On Mon, 15 Feb 2010, Nick Piggin wrote:
> > > @@ -1577,6 +1595,8 @@ void __init kmem_cache_init_late(void)
> > > */
> > > register_cpu_notifier(&cpucache_notifier);
> > >
> > > + hotplug_memory_notifier(slab_memory_callback, SLAB_CALLBACK_PRI);
> > > +
> >
> > Only needed for CONFIG_NUMA, but there's no side-effects for UMA kernels
> > since status_change_nid will always be -1.
>
> Compiler doesn't know that, though.
>
Right, setting up a memory hotplug callback for UMA kernels here isn't
necessary although slab_node_prepare() would have to be defined
unconditionally. I made this suggestion in my review of the patchset's
initial version but it was left unchanged, so I'd rather see it included
than otherwise stall out. This could always be enclosed in
#ifdef CONFIG_NUMA later just like the callback in slub does.
On Mon, Feb 15, 2010 at 01:47:29PM -0800, David Rientjes wrote:
> On Mon, 15 Feb 2010, Nick Piggin wrote:
>
> > > > @@ -1577,6 +1595,8 @@ void __init kmem_cache_init_late(void)
> > > > */
> > > > register_cpu_notifier(&cpucache_notifier);
> > > >
> > > > + hotplug_memory_notifier(slab_memory_callback, SLAB_CALLBACK_PRI);
> > > > +
> > >
> > > Only needed for CONFIG_NUMA, but there's no side-effects for UMA kernels
> > > since status_change_nid will always be -1.
> >
> > Compiler doesn't know that, though.
> >
>
> Right, setting up a memory hotplug callback for UMA kernels here isn't
> necessary although slab_node_prepare() would have to be defined
> unconditionally. I made this suggestion in my review of the patchset's
> initial version but it was left unchanged, so I'd rather see it included
> than otherwise stall out. This could always be enclosed in
> #ifdef CONFIG_NUMA later just like the callback in slub does.
It's not such a big burden to annotate critical core code with such
things. Otherwise someone else ends up eventually doing it.
Nick Piggin wrote:
> On Mon, Feb 15, 2010 at 01:47:29PM -0800, David Rientjes wrote:
>> On Mon, 15 Feb 2010, Nick Piggin wrote:
>>
>>>>> @@ -1577,6 +1595,8 @@ void __init kmem_cache_init_late(void)
>>>>> */
>>>>> register_cpu_notifier(&cpucache_notifier);
>>>>>
>>>>> + hotplug_memory_notifier(slab_memory_callback, SLAB_CALLBACK_PRI);
>>>>> +
>>>> Only needed for CONFIG_NUMA, but there's no side-effects for UMA kernels
>>>> since status_change_nid will always be -1.
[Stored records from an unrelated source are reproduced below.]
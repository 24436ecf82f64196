//! Role-personalized chat assistant: canned-response selection, chat sessions
//! with a delayed reply, and the HTTP surface over both.

pub mod message;
pub mod repository;
pub mod responses;
pub mod router;
pub mod service;
pub mod session;

#[cfg(test)]
mod tests;

pub use message::{Author, ChatMessage};
pub use repository::{RepositoryError, SessionRepository};
pub use responses::{
    extract_risk_score, CannedResponse, QuickPrompt, ResponseRule, ResponseTable,
    ResponseTableError, ResponseTopic, QUICK_PROMPTS,
};
pub use router::assistant_router;
pub use service::{AskResponse, AssistantError, AssistantService};
pub use session::{
    ChatSession, SessionError, SessionId, SessionView, SubmitOutcome, DEFAULT_REPLY_DELAY,
};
>>> Compiler doesn't know that, though.
>>>
>> Right, setting up a memory hotplug callback for UMA kernels here isn't
>> necessary although slab_node_prepare() would have to be defined
>> unconditionally. I made this suggestion in my review of the patchset's
>> initial version but it was left unchanged, so I'd rather see it included
>> than otherwise stall out. This could always be enclosed in
>> #ifdef CONFIG_NUMA later just like the callback in slub does.
>
> It's not such a big burden to annotate critical core code with such
> things. Otherwise someone else ends up eventually doing it.
Yes, please.
On Mon, 15 Feb 2010, Andi Kleen wrote:
> > How, may I ask? cpuup_prepare in the hotplug notifier should always
> > run before start_cpu_timer.
>
> I'm not fully sure, but I have the oops to prove it :)
I still suspect that this has something to do with Pekka's changing the
boot order for allocator bootstrap. Can we clarify why these problems
exist before we try band aid?
On Mon, 15 Feb 2010, Nick Piggin wrote:
> I'm just worried there is still an underlying problem here.
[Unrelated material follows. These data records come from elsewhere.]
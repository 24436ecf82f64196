use std::sync::Arc;

use tracing::info;

use super::repository::{RepositoryError, SessionRepository};
use super::responses::ResponseTable;
use super::session::{
    next_session_id, ChatSession, SessionError, SessionId, SessionView, SubmitOutcome,
};
use crate::config::AssistantConfig;
use crate::dashboard::ComplianceDashboard;
use crate::roles::{Role, RoleDirectory, RoleProfile};

/// Service composing the role directory, response table, and session store.
pub struct AssistantService<R> {
    directory: Arc<RoleDirectory>,
    responses: Arc<ResponseTable>,
    repository: Arc<R>,
    config: AssistantConfig,
}

/// Reply to a submitted prompt along with the conversation as it now stands.
#[derive(Debug, Clone, serde::Serialize)]
pub struct AskResponse {
    #[serde(flatten)]
    pub outcome: SubmitOutcome,
    pub session: SessionView,
}

impl<R> AssistantService<R>
where
    R: SessionRepository + 'static,
{
    pub fn new(
        directory: RoleDirectory,
        responses: ResponseTable,
        repository: Arc<R>,
        config: AssistantConfig,
    ) -> Self {
        Self {
            directory: Arc::new(directory),
            responses: Arc::new(responses),
            repository,
            config,
        }
    }

    /// Service over the built-in role and response tables.
    pub fn standard(repository: Arc<R>, config: AssistantConfig) -> Self {
        Self::new(
            RoleDirectory::standard(),
            ResponseTable::standard(),
            repository,
            config,
        )
    }

    pub fn roles(&self) -> &[RoleProfile] {
        self.directory.profiles()
    }

    pub fn config(&self) -> &AssistantConfig {
        &self.config
    }

    /// Open a conversation for the selected role, seeded with its welcome message.
    pub fn start_session(&self, role: Role) -> Result<SessionView, AssistantError> {
        let session = ChatSession::new(
            next_session_id(),
            self.directory.profile(role).clone(),
            Arc::clone(&self.responses),
            self.config.reply_delay,
        );
        Ok(self.repository.insert(session)?)
    }

    pub fn ask(&self, id: &SessionId, text: &str) -> Result<AskResponse, AssistantError> {
        let (outcome, session) = self.repository.with_session(id, |session| {
            session
                .submit(text)
                .map(|outcome| (outcome, session.view()))
        })??;
        Ok(AskResponse { outcome, session })
    }

    pub fn session(&self, id: &SessionId) -> Result<SessionView, AssistantError> {
        Ok(self.repository.with_session(id, |session| session.view())?)
    }

    /// Close a conversation, cancelling any reply still in flight.
    pub fn end_session(&self, id: &SessionId) -> Result<SessionView, AssistantError> {
        let mut session = self.repository.remove(id)?;
        let cancelled = session.cancel_pending();
        let view = session.view();
        info!(session = %id.0, cancelled_reply = cancelled, "chat session ended");
        Ok(view)
    }

    /// Dashboard for a role, or the generic view when no role is selected.
    pub fn dashboard(&self, role: Option<Role>) -> ComplianceDashboard {
        ComplianceDashboard::build(
            role,
            self.config.metrics,
            self.config.risk_score,
            self.config.risk_concentration.as_deref(),
        )
    }

    pub fn session_dashboard(
        &self,
        id: &SessionId,
    ) -> Result<ComplianceDashboard, AssistantError> {
        let role = self.repository.with_session(id, |session| session.role())?;
        Ok(self.dashboard(Some(role)))
    }
}

/// Error raised by the assistant service.
#[derive(Debug, thiserror::Error)]
pub enum AssistantError {
    #[error(transparent)]
    Session(#[from] SessionError),
    #[error(transparent)]
    Repository(#[from] RepositoryError),
}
So am I. What caused the breakage that requires this patchset?
On Fri, Feb 19, 2010 at 12:22:58PM -0600, Christoph Lameter wrote:
> On Mon, 15 Feb 2010, Nick Piggin wrote:
>
> > I'm just worried there is still an underlying problem here.
>
> So am I. What caused the breakage that requires this patchset?
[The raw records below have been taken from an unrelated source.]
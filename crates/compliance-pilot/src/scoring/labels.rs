use super::status::{ComplianceStatus, GOOD_FLOOR};
use crate::roles::Role;
use serde::Serialize;

/// Team figures trail the enterprise level by this many points.
pub const LINE_MANAGER_OFFSET: i32 = 4;
/// Division figures trail the enterprise level by this many points.
pub const DIVISION_DIRECTOR_OFFSET: i32 = 7;

const DEFAULT_RISK_CONCENTRATION: &str = "Risk concentrated in regulated roles";

/// Role-personalized headline and subtext for the compliance level card.
#[derive(Debug, Clone, PartialEq, Eq, Serialize)]
pub struct RoleLabel {
    pub label: String,
    pub subtext: String,
}

impl RoleLabel {
    /// Label used when no role has been selected.
    pub fn generic(level: i32) -> Self {
        Self {
            label: format!("Compliance Level: {level}%"),
            subtext: String::new(),
        }
    }
}

/// Derive the role-specific label for an overall compliance level.
///
/// The line manager and division director figures are offset for display only;
/// the status band always comes from the unadjusted `level`.
pub fn role_label(role: Role, level: i32, risk_concentration: Option<&str>) -> RoleLabel {
    let status = ComplianceStatus::from_level(level);

    let (label, subtext) = match role {
        Role::Clo => (
            format!("Overall Compliance Level: {level}%"),
            risk_concentration
                .filter(|text| !text.is_empty())
                .unwrap_or(DEFAULT_RISK_CONCENTRATION)
                .to_string(),
        ),
        Role::ChiefOfStaff => (
            format!("Enterprise Compliance: {level}%"),
            if status == ComplianceStatus::Excellent {
                "All divisions within tolerance"
            } else {
                "Two divisions below tolerance"
            }
            .to_string(),
        ),
        Role::HrAdmin => (
            format!("Compliance Health: {level}%"),
            "47 items need remediation".to_string(),
        ),
        Role::LineManager => (
            format!("Your Team Compliance: {}%", level - LINE_MANAGER_OFFSET),
            "3 actions required".to_string(),
        ),
        Role::DivisionDirector => (
            format!(
                "Division Compliance: {}%",
                level - DIVISION_DIRECTOR_OFFSET
            ),
            if level >= GOOD_FLOOR {
                "Above enterprise threshold"
            } else {
                "Below enterprise threshold"
            }
            .to_string(),
        ),
    };

    RoleLabel { label, subtext }
}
Memory hotadd with a new node being onlined.
-Andi
--
[email protected] -- Speaking for myself only.
Andi Kleen kirjoitti:
> On Fri, Feb 19, 2010 at 12:22:58PM -0600, Christoph Lameter wrote:
>> On Mon, 15 Feb 2010, Nick Piggin wrote:
>>
>>> I'm just worried there is still an underlying problem here.
>> So am I. What caused the breakage that requires this patchset?
>
> Memory hotadd with a new node being onlined.
So can you post the oops, please? Right now I am looking at zapping the
series from slab.git due to NAKs from both Christoph and Nick.
Pekka
Christoph Lameter kirjoitti:
> On Mon, 15 Feb 2010, Andi Kleen wrote:
>
>>> How, may I ask? cpuup_prepare in the hotplug notifier should always
>>> run before start_cpu_timer.
>> I'm not fully sure, but I have the oops to prove it :)
>
> I still suspect that this has something to do with Pekka's changing the
> boot order for allocator bootstrap. Can we clarify why these problems
> exist before we try band aid?
I don't see how my changes broke things but maybe I'm not looking hard
enough. Cache reaping is still setup from cpucache_init() which is an
initcall which is not affected by my changes AFAICT and from
cpuup_callback() which shoulda also not be affected.
Pekka
On Mon, Feb 22, 2010 at 12:53:27PM +0200, Pekka Enberg wrote:
> Andi Kleen kirjoitti:
>> On Fri, Feb 19, 2010 at 12:22:58PM -0600, Christoph Lameter wrote:
>>> On Mon, 15 Feb 2010, Nick Piggin wrote:
>>>
>>>> I'm just worried there is still an underlying problem here.
>>> So am I. What caused the breakage that requires this patchset?
>>
>> Memory hotadd with a new node being onlined.
>
> So can you post the oops, please? Right now I am looking at zapping the
I can't post the oops from a pre-release system.
> series from slab.git due to NAKs from both Christoph and Nick.
Huh? They just complained about the patch, not the whole series.
I don't understand how that could prompt you to drop the whole series.
As far as I know nobody said the patch is wrong so far, just
that they wanted to have more analysis.
-Andi
--
[email protected] -- Speaking for myself only.
Andi Kleen wrote:
> On Mon, Feb 22, 2010 at 12:53:27PM +0200, Pekka Enberg wrote:
>> Andi Kleen kirjoitti:
>>> On Fri, Feb 19, 2010 at 12:22:58PM -0600, Christoph Lameter wrote:
>>>> On Mon, 15 Feb 2010, Nick Piggin wrote:
>>>>
>>>>> I'm just worried there is still an underlying problem here.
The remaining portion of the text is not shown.